> _EXERCISE_
In this exercise, every entry is to be copied exactly.

Stored dataset items:

────

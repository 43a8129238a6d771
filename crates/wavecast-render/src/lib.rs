//! Animated waveform rendering for hourly forecast series.
//!
//! A [`SeriesRenderer`] turns one metric of an [`HourlySeries`] into a line that
//! undulates over time; an [`AnimationHandle`] owns the frame loop that drives it.
//!
//! [`HourlySeries`]: wavecast_weather::HourlySeries

pub mod animation;
pub mod mapping;
pub mod params;
pub mod renderer;
pub mod stats;
pub mod surface;
pub mod tooltip;

pub use animation::{AnimationHandle, LoopState};
pub use mapping::index_for_column;
pub use params::{hue_for_latitude, speed_for_latitude, WaveParams};
pub use renderer::{RenderState, SeriesRenderer, SeriesView};
pub use stats::SeriesStats;
pub use surface::{DrawCommand, RecordingSurface, StrokeStyle, Surface, TextSurface};
pub use tooltip::Tooltip;
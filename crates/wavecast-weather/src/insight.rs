//! Plain-language notes shown beside the waveforms, based on the first forecast hour.

use serde::Serialize;

use crate::types::HourlySeries;

/// Sea-level pressure separating "unsettled" from "stable" readings, in hPa
pub const STANDARD_PRESSURE_HPA: f64 = 1013.0;

#[derive(Debug, Clone, PartialEq, Serialize)]
pub struct Insights {
    pub surface: String,
    pub pressure: String,
    pub wind: String,
    pub context: String,
}

impl Insights {
    /// `None` for an empty forecast.
    pub fn from_series(series: &HourlySeries) -> Option<Self> {
        let temperature = *series.temperature.first()?;
        let pressure = *series.pressure.first()?;
        let wind = *series.wind_speed.first()?;
        let low_pressure = pressure < STANDARD_PRESSURE_HPA;

        let pressure_note = if low_pressure {
            "Lower pressure often supports rising air and unsettled weather."
        } else {
            "Higher pressure usually indicates stable atmospheric conditions."
        };

        let driver = if low_pressure {
            "a lower-pressure system encouraging motion"
        } else {
            "stable pressure suppressing large-scale motion"
        };

        Some(Self {
            surface: format!(
                "Temperature is {:.1}°C. This describes the immediate conditions at ground level.",
                temperature
            ),
            pressure: format!("Sea-level pressure is {:.1} hPa. {}", pressure, pressure_note),
            wind: format!(
                "Wind speed is {:.1} m/s. Wind reflects horizontal air movement driven by pressure differences.",
                wind
            ),
            context: format!(
                "Today's weather is shaped primarily by {}. This connects surface conditions to larger atmospheric behavior.",
                driver
            ),
        })
    }
}

#[cfg(test)]
mod tests {
    use super::*;

    fn series(pressure: f64) -> HourlySeries {
        HourlySeries {
            temperature: vec![12.34, 13.0],
            pressure: vec![pressure, 1020.0],
            wind_speed: vec![4.0, 5.0],
            ..Default::default()
        }
    }

    #[test]
    fn test_low_pressure_reads_unsettled() {
        let insights = Insights::from_series(&series(1005.0)).unwrap();
        assert!(insights.pressure.contains("unsettled"));
        assert!(insights.context.contains("lower-pressure"));
    }

    #[test]
    fn test_standard_pressure_reads_stable() {
        let insights = Insights::from_series(&series(1013.0)).unwrap();
        assert!(insights.pressure.contains("stable"));
        assert!(insights.context.contains("stable pressure"));
    }

    #[test]
    fn test_uses_first_hour_only() {
        let insights = Insights::from_series(&series(1005.0)).unwrap();
        assert!(insights.surface.contains("12.3°C"));
        assert!(insights.wind.contains("4.0 m/s"));
    }

    #[test]
    fn test_empty_series_has_no_insights() {
        assert_eq!(Insights::from_series(&HourlySeries::default()), None);
    }
}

────

> _OUTPUT OF THE EXERCISE_
repository 43a8129238a6d771
filename crates/wavecast-render/src/lib.rs
//! Animated waveform rendering for hourly forecast series.
//!
//! A [`SeriesRenderer`] turns one metric of an [`HourlySeries`] into a line that
//! undulates over time; an [`AnimationHandle`] owns the frame loop that drives it.
//!
//! [`HourlySeries`]: wavecast_weather::HourlySeries

pub mod animation;
pub mod mapping;
pub mod params;
pub mod renderer;
pub mod stats;
pub mod surface;
pub mod tooltip;

pub use animation::{AnimationHandle, LoopState};
pub use mapping::index_for_column;
pub use params::{hue_for_latitude, speed_for_latitude, WaveParams};
pub use renderer::{RenderState, SeriesRenderer, SeriesView};
pub use stats::SeriesStats;
pub use surface::{DrawCommand, RecordingSurface, StrokeStyle, Surface, TextSurface};
pub use tooltip::Tooltip;
filename crates/wavecast-weather/src/insight.rs
//! Plain-language notes shown beside the waveforms, based on the first forecast hour.

use serde::Serialize;

use crate::types::HourlySeries;

/// Sea-level pressure separating "unsettled" from "stable" readings, in hPa
pub const STANDARD_PRESSURE_HPA: f64 = 1013.0;

#[derive(Debug, Clone, PartialEq, Serialize)]
pub struct Insights {
    pub surface: String,
    pub pressure: String,
    pub wind: String,
    pub context: String,
}

impl Insights {
    /// `None` for an empty forecast.
    pub fn from_series(series: &HourlySeries) -> Option<Self> {
        let temperature = *series.temperature.first()?;
        let pressure = *series.pressure.first()?;
        let wind = *series.wind_speed.first()?;
        let low_pressure = pressure < STANDARD_PRESSURE_HPA;

        let pressure_note = if low_pressure {
            "Lower pressure often supports rising air and unsettled weather."
        } else {
            "Higher pressure usually indicates stable atmospheric conditions."
        };

        let driver = if low_pressure {
            "a lower-pressure system encouraging motion"
        } else {
            "stable pressure suppressing large-scale motion"
        };

        Some(Self {
            surface: format!(
                "Temperature is {:.1}°C. This describes the immediate conditions at ground level.",
                temperature
            ),
            pressure: format!("Sea-level pressure is {:.1} hPa. {}", pressure, pressure_note),
            wind: format!(
                "Wind speed is {:.1} m/s. Wind reflects horizontal air movement driven by pressure differences.",
                wind
            ),
            context: format!(
                "Today's weather is shaped primarily by {}. This connects surface conditions to larger atmospheric behavior.",
                driver
            ),
        })
    }
}

#[cfg(test)]
mod tests {
    use super::*;

    fn series(pressure: f64) -> HourlySeries {
        HourlySeries {
            temperature: vec![12.34, 13.0],
            pressure: vec![pressure, 1020.0],
            wind_speed: vec![4.0, 5.0],
            ..Default::default()
        }
    }

    #[test]
    fn test_low_pressure_reads_unsettled() {
        let insights = Insights::from_series(&series(1005.0)).unwrap();
        assert!(insights.pressure.contains("unsettled"));
        assert!(insights.context.contains("lower-pressure"));
    }

    #[test]
    fn test_standard_pressure_reads_stable() {
        let insights = Insights::from_series(&series(1013.0)).unwrap();
        assert!(insights.pressure.contains("stable"));
        assert!(insights.context.contains("stable pressure"));
    }

    #[test]
    fn test_uses_first_hour_only() {
        let insights = Insights::from_series(&series(1005.0)).unwrap();
        assert!(insights.surface.contains("12.3°C"));
        assert!(insights.wind.contains("4.0 m/s"));
    }

    #[test]
    fn test_empty_series_has_no_insights() {
        assert_eq!(Insights::from_series(&HourlySeries::default()), None);
    }
}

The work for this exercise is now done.